Finance and responsible government
The true ‘lion in the path of Federation’ was the extent of the Senate’s powers in relation to bills imposing taxation and appropriating money (money bills) and, in particular, whether the Senate should be able to amend them. It was generally accepted throughout the conventions of 1891 and 1897–8 that the Senate should be able to initiate and amend any type of bill except a money bill, and that it should be able to reject any bill.
Intertwined with this issue were broader concerns about the compatibility of ‘responsible government’ with federation. ‘Responsible government’ meant the system of government which had evolved in Great Britain, where the government was responsible solely to the popularly-elected House of Commons. Governments were formed and removed in accordance with the party numbers in that house. The other chamber, the unelected House of Lords, played no part in that process. In particular, it could not originate or amend money bills. (This was a matter of convention until it was made a matter of law in 1911.)
Money bills lie at the heart of government. Taxation bills raise revenue and appropriation bills authorise the government to spend that revenue. If the necessary revenue is not raised by the Parliament, or if the authorisation to spend revenue on proposed activities is not given by the Parliament, the proposed activities cannot be undertaken by the government. Ultimately then, the power to originate and amend money bills is the power to control the activities of the government.

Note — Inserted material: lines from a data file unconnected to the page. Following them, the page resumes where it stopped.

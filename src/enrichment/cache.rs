//! Memoized enrichment content keyed by word id

use std::collections::{HashMap, HashSet};
use std::sync::{Arc, Mutex, MutexGuard, RwLock, RwLockReadGuard, RwLockWriteGuard};
use std::time::Duration;

use tokio::sync::Notify;

/// Shared handle to a word -> payload map.
///
/// Clones point at the same map, so background fetches can populate it while
/// the store keeps reading. Writes overwrite; the last write wins. There is no
/// expiry.
pub struct ContentCache<T> {
    entries: Arc<RwLock<HashMap<String, T>>>,
    in_flight: Arc<Mutex<HashSet<String>>>,
    fetch_done: Arc<Notify>,
}

impl<T> Clone for ContentCache<T> {
    fn clone(&self) -> Self {
        Self {
            entries: Arc::clone(&self.entries),
            in_flight: Arc::clone(&self.in_flight),
            fetch_done: Arc::clone(&self.fetch_done),
        }
    }
}

impl<T: Clone> Default for ContentCache<T> {
    fn default() -> Self {
        Self::new()
    }
}

impl<T: Clone> ContentCache<T> {
    pub fn new() -> Self {
        Self::from_map(HashMap::new())
    }

    pub fn from_map(entries: HashMap<String, T>) -> Self {
        Self {
            entries: Arc::new(RwLock::new(entries)),
            in_flight: Arc::new(Mutex::new(HashSet::new())),
            fetch_done: Arc::new(Notify::new()),
        }
    }

    // A panic while holding the lock leaves the map itself intact
    fn read(&self) -> RwLockReadGuard<'_, HashMap<String, T>> {
        self.entries.read().unwrap_or_else(|e| e.into_inner())
    }

    fn write(&self) -> RwLockWriteGuard<'_, HashMap<String, T>> {
        self.entries.write().unwrap_or_else(|e| e.into_inner())
    }

    fn pending(&self) -> MutexGuard<'_, HashSet<String>> {
        self.in_flight.lock().unwrap_or_else(|e| e.into_inner())
    }

    pub fn get(&self, id: &str) -> Option<T> {
        self.read().get(id).cloned()
    }

    pub fn contains(&self, id: &str) -> bool {
        self.read().contains_key(id)
    }

    pub fn put(&self, id: &str, payload: T) {
        self.write().insert(id.to_string(), payload);
    }

    pub fn remove(&self, id: &str) -> Option<T> {
        self.write().remove(id)
    }

    pub fn clear(&self) {
        self.write().clear();
    }

    pub fn len(&self) -> usize {
        self.read().len()
    }

    pub fn is_empty(&self) -> bool {
        self.read().is_empty()
    }

    /// Copy of the current contents, for persistence
    pub fn snapshot(&self) -> HashMap<String, T> {
        self.read().clone()
    }

    /// Mark a fetch for `id` as started. Returns false if one is already running.
    pub fn begin_fetch(&self, id: &str) -> bool {
        self.pending().insert(id.to_string())
    }

    pub fn finish_fetch(&self, id: &str) {
        self.pending().remove(id);
        self.fetch_done.notify_waiters();
    }

    pub fn is_fetching(&self, id: &str) -> bool {
        self.pending().contains(id)
    }

    /// Wait until no fetch for `id` is running, or `limit` passes.
    /// Returns false on timeout.
    pub async fn wait_for_fetch(&self, id: &str, limit: Duration) -> bool {
        let wait = async {
            loop {
                let notified = self.fetch_done.notified();
                tokio::pin!(notified);
                // Register before checking so a finish in between is not missed
                notified.as_mut().enable();
                if !self.is_fetching(id) {
                    return;
                }
                notified.await;
            }
        };
        tokio::time::timeout(limit, wait).await.is_ok()
    }
}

The problem for the delegates at the 1891 and 1897–8 conventions was as follows. In Australia, the adoption of full British responsible government would have meant making the government responsible solely to the House of Representatives. Delegates from the larger colonies argued that this could only occur if that house, like the House of Commons, possessed the exclusive power to originate and amend money bills and, consequently, the exclusive power to control the activities of government.
Image: National Library of Australia
In support of their demands for British responsible government, the delegates emphasised that most of the members of the House of Representatives would come from the larger states whose taxpayers would provide most of the revenue for the activities of the government. Richard O’Connor of New South Wales put it bluntly:
No body of people outnumbering the population of the smaller States as they do would put up with their dictation on such a matter as the expenditure of their money.

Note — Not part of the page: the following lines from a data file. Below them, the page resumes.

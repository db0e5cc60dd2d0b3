use wordwise_lib::mastery::{MasteryState, MasteryStatus};
use wordwise_lib::vocabulary::WordEntry;

/// ANSI color codes
#[allow(dead_code)]
pub struct Color;

#[allow(dead_code)]
impl Color {
    pub const RESET: &str = "\x1b[0m";
    pub const BOLD: &str = "\x1b[1m";
    pub const DIM: &str = "\x1b[2m";
    pub const RED: &str = "\x1b[31m";
    pub const GREEN: &str = "\x1b[32m";
    pub const YELLOW: &str = "\x1b[33m";
    pub const BLUE: &str = "\x1b[34m";
    pub const MAGENTA: &str = "\x1b[35m";
    pub const CYAN: &str = "\x1b[36m";
    pub const GRAY: &str = "\x1b[90m";
}

pub fn paint(text: &str, color: &str, use_color: bool) -> String {
    if use_color {
        format!("{}{}{}", color, text, Color::RESET)
    } else {
        text.to_string()
    }
}

pub fn status_color(status: MasteryStatus) -> &'static str {
    match status {
        MasteryStatus::New => Color::BLUE,
        MasteryStatus::Learning => Color::YELLOW,
        MasteryStatus::Focus => Color::MAGENTA,
        MasteryStatus::Known => Color::GREEN,
        MasteryStatus::Skipped => Color::GRAY,
    }
}

/// Status label padded to a fixed width before coloring, so columns line up
pub fn status_label(status: MasteryStatus, use_color: bool) -> String {
    paint(&format!("{:<8}", status.as_str()), status_color(status), use_color)
}

/// `[#####.....] 50%`
pub fn progress_bar(percent: u32, width: usize) -> String {
    let filled = (percent.min(100) as usize * width) / 100;
    format!(
        "[{}{}] {}%",
        "#".repeat(filled),
        ".".repeat(width - filled),
        percent
    )
}

/// Multi-line card for one word
pub fn render_word(word: &WordEntry, state: Option<&MasteryState>, use_color: bool) -> String {
    let mut lines = Vec::new();

    let mut header = paint(&word.id, Color::BOLD, use_color);
    if let Some(phonetics) = &word.phonetics {
        header.push_str(&format!(" {}", paint(phonetics, Color::DIM, use_color)));
    }
    if let Some(pos) = &word.part_of_speech {
        header.push_str(&format!(" ({})", pos));
    }
    if let Some(level) = &word.level {
        header.push_str(&format!(" [{}]", level));
    }
    if word.is_custom() {
        header.push_str(&paint(" custom", Color::CYAN, use_color));
    }
    lines.push(header);

    if let Some(meaning) = &word.meaning {
        lines.push(format!("  {}", meaning));
    }
    if let Some(explanation) = &word.explanation {
        lines.push(format!("  {}", paint(explanation, Color::DIM, use_color)));
    }
    for example in &word.examples {
        lines.push(format!("  - {}", example));
    }
    if let Some(state) = state {
        lines.push(format!(
            "  {} {} encounter(s)",
            status_label(state.status, use_color),
            state.encounters
        ));
        if let Some(note) = &state.note {
            lines.push(format!("  note: {}", note));
        }
    }

    lines.join("\n")
}
use anyhow::{Context, Result};

use wordwise_lib::vocabulary::CustomWordRequest;

use crate::app::App;
use crate::render::terminal::render_word;
use crate::OutputFormat;

pub fn run(
    app: &mut App,
    request: &CustomWordRequest,
    format: &OutputFormat,
    use_color: bool,
) -> Result<()> {
    let entry = app
        .store
        .add_custom_word(request)
        .context("Failed to add word")?;

    match format {
        OutputFormat::Json => {
            println!("{}", serde_json::to_string_pretty(&entry)?);
        }
        OutputFormat::Plain => {
            println!("Saved:\n{}", render_word(&entry, app.store.mastery(&entry.id), use_color));
        }
    }
    Ok(())
}

pub fn run_remove(app: &mut App, word: &str, format: &OutputFormat) -> Result<()> {
    let entry = app.find_word(word)?;
    let removed = app.store.remove_word(&entry.id)?;

    match format {
        OutputFormat::Json => {
            println!(
                "{}",
                serde_json::to_string_pretty(&serde_json::json!({
                    "word": entry.id,
                    "removed": removed,
                }))?
            );
        }
        OutputFormat::Plain => {
            if removed {
                println!("Removed '{}'.", entry.id);
            } else {
                println!("'{}' was not in the catalog.", entry.id);
            }
        }
    }
    Ok(())
}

Convention Debates, Adelaide, 13 April 1897
These delegates argued that the Senate should only have the right, ‘to be exercised in some great emergency’, to reject money bills outright.
On the other side, Sir John Forrest of Western Australia, protested that, if the power to amend money bills was not granted to the Senate:
we may as well hand ourselves over, body and soul, to those colonies with larger populations.

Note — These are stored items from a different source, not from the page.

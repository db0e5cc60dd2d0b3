//! Application configuration loaded from `config.toml`.
//!
//! Every field has a default, so a missing file or a partial file both work:
//!
//! ```toml
//! dataset_path = "/usr/share/wordwise/oxford-5000.json"
//!
//! [enrichment]
//! endpoint = "https://generativelanguage.googleapis.com/v1beta/models"
//! models = ["gemma-3-4b-it", "gemma-3-12b-it"]
//! api_key_env = "WORDWISE_API_KEY"
//!
//! [session]
//! default_length = 15
//! smart = true
//! ```

use std::fs;
use std::path::{Path, PathBuf};

use serde::{Deserialize, Serialize};
use thiserror::Error;

use crate::session::filters::{SessionConfig, DEFAULT_SESSION_LENGTH};

pub const CONFIG_FILE_NAME: &str = "config.toml";

#[derive(Error, Debug)]
pub enum ConfigError {
    #[error("IO error: {0}")]
    Io(#[from] std::io::Error),

    #[error("Invalid config: {0}")]
    Parse(#[from] toml::de::Error),

    #[error("Could not write config: {0}")]
    Serialize(#[from] toml::ser::Error),
}

#[derive(Debug, Clone, PartialEq, Serialize, Deserialize)]
#[serde(default)]
pub struct AppConfig {
    /// Overrides the platform data directory
    pub data_dir: Option<PathBuf>,
    /// Word list to use instead of the bundled one
    pub dataset_path: Option<PathBuf>,
    pub enrichment: EnrichmentConfig,
    pub session: SessionDefaults,
}

impl Default for AppConfig {
    fn default() -> Self {
        Self {
            data_dir: None,
            dataset_path: None,
            enrichment: EnrichmentConfig::default(),
            session: SessionDefaults::default(),
        }
    }
}

/// Settings for the remote definition/quiz generator
#[derive(Debug, Clone, PartialEq, Serialize, Deserialize)]
#[serde(default)]
pub struct EnrichmentConfig {
    /// Base URL; the model name and `:generateContent` are appended
    pub endpoint: String,
    /// One is picked at random per request
    pub models: Vec<String>,
    /// Name of the environment variable holding the API key
    pub api_key_env: String,
    pub timeout_secs: u64,
    pub temperature: f32,
    pub max_output_tokens: u32,
}

impl Default for EnrichmentConfig {
    fn default() -> Self {
        Self {
            endpoint: "https://generativelanguage.googleapis.com/v1beta/models".to_string(),
            models: vec![
                "gemma-3-1b-it".to_string(),
                "gemma-3-4b-it".to_string(),
                "gemma-3-12b-it".to_string(),
                "gemma-3n-e4b-it".to_string(),
                "gemma-3-27b-it".to_string(),
            ],
            api_key_env: "WORDWISE_API_KEY".to_string(),
            timeout_secs: 20,
            temperature: 0.2,
            max_output_tokens: 200,
        }
    }
}

#[derive(Debug, Clone, PartialEq, Serialize, Deserialize)]
#[serde(default)]
pub struct SessionDefaults {
    pub default_length: usize,
    pub smart: bool,
}

impl Default for SessionDefaults {
    fn default() -> Self {
        Self {
            default_length: DEFAULT_SESSION_LENGTH,
            smart: true,
        }
    }
}

impl SessionDefaults {
    pub fn to_session_config(&self) -> SessionConfig {
        SessionConfig {
            length: SessionConfig::clamp_length(self.default_length),
            smart: self.smart,
        }
    }
}

impl AppConfig {
    pub fn from_toml(content: &str) -> Result<Self, ConfigError> {
        Ok(toml::from_str(content)?)
    }

    /// Load `config.toml` from `dir`, falling back to defaults when absent
    pub fn load_from_dir(dir: &Path) -> Result<Self, ConfigError> {
        let path = dir.join(CONFIG_FILE_NAME);
        if !path.exists() {
            log::debug!("No config at {:?}, using defaults", path);
            return Ok(Self::default());
        }
        let content = fs::read_to_string(&path)?;
        let config = Self::from_toml(&content)?;
        log::info!("Loaded config from {:?}", path);
        Ok(config)
    }

    pub fn save_to_dir(&self, dir: &Path) -> Result<PathBuf, ConfigError> {
        fs::create_dir_all(dir)?;
        let path = dir.join(CONFIG_FILE_NAME);
        fs::write(&path, toml::to_string_pretty(self)?)?;
        Ok(path)
    }
}
pub mod add;
pub mod enrich;
pub mod mark;
pub mod note;
pub mod session;
pub mod stats;
pub mod study;
pub mod words;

Convention Debates, Adelaide, 13 April 1897
He and other delegates from the smaller colonies feared that the proposed federal government could act to the detriment of their states unless the Senate, most of whose members would come from the smaller states, possessed this power.
To grant the Senate the power to amend money bills would, however, have given it constitutional powers in relation to the government nearly the equal to those possessed by the House of Representatives. As many delegates from both large and small colonies recognised, this would make the government responsible to both houses of Parliament. Deadlocks on money bills would inevitably arise, during which the government would be paralysed.
Sir John Downer, Edmund Barton and Richard O’Connor, drafting committee of the Australian Constitution appointed during the Federal Convention, Adelaide, 1897. Image: National Library of Australia
The delegates to the 1891 convention responded to this dilemma in two ways. First, they did not mandate responsible government. Government ministers could be, but were not required to be, members of Parliament. The way was left open for the development of a system closer to that existing in the United States of America, where the President (who heads the government) and his Ministers (appointed by the President with the approval of the Senate) are not members of Congress, and the President governs for a fixed term of four years irrespective of whether the party he or she belongs to possesses a majority of seats in either or both Houses of Congress. Secondly, the Senate was prohibited from amending bills appropriating money for the ordinary annual services of government and bills imposing taxation but could amend other types of appropriation bills. However, it would be able to request amendments to bills it could not amend (see section 53 of the Constitution). This arrangement became known as the ‘compromise of 1891’.
By 1897, however, there was a general consensus among delegates that ministers ought to be members of parliament (see section 64 of the Constitution). This left the issue of whether the Senate should have the power to amend money bills. The smaller colonies were adamant that it should. The larger states were equally adamant that it should not. The impasse was resolved only when six delegates out of a total of fifty, realising that federation itself was at stake, changed their votes and restored the ‘compromise of 1891’. In their seminal work, The Annotated Constitution of the Australian Commonwealth (1901), John Quick and Robert Garran described this debate as the ‘most momentous in the Convention’s whole history’ (p. 172).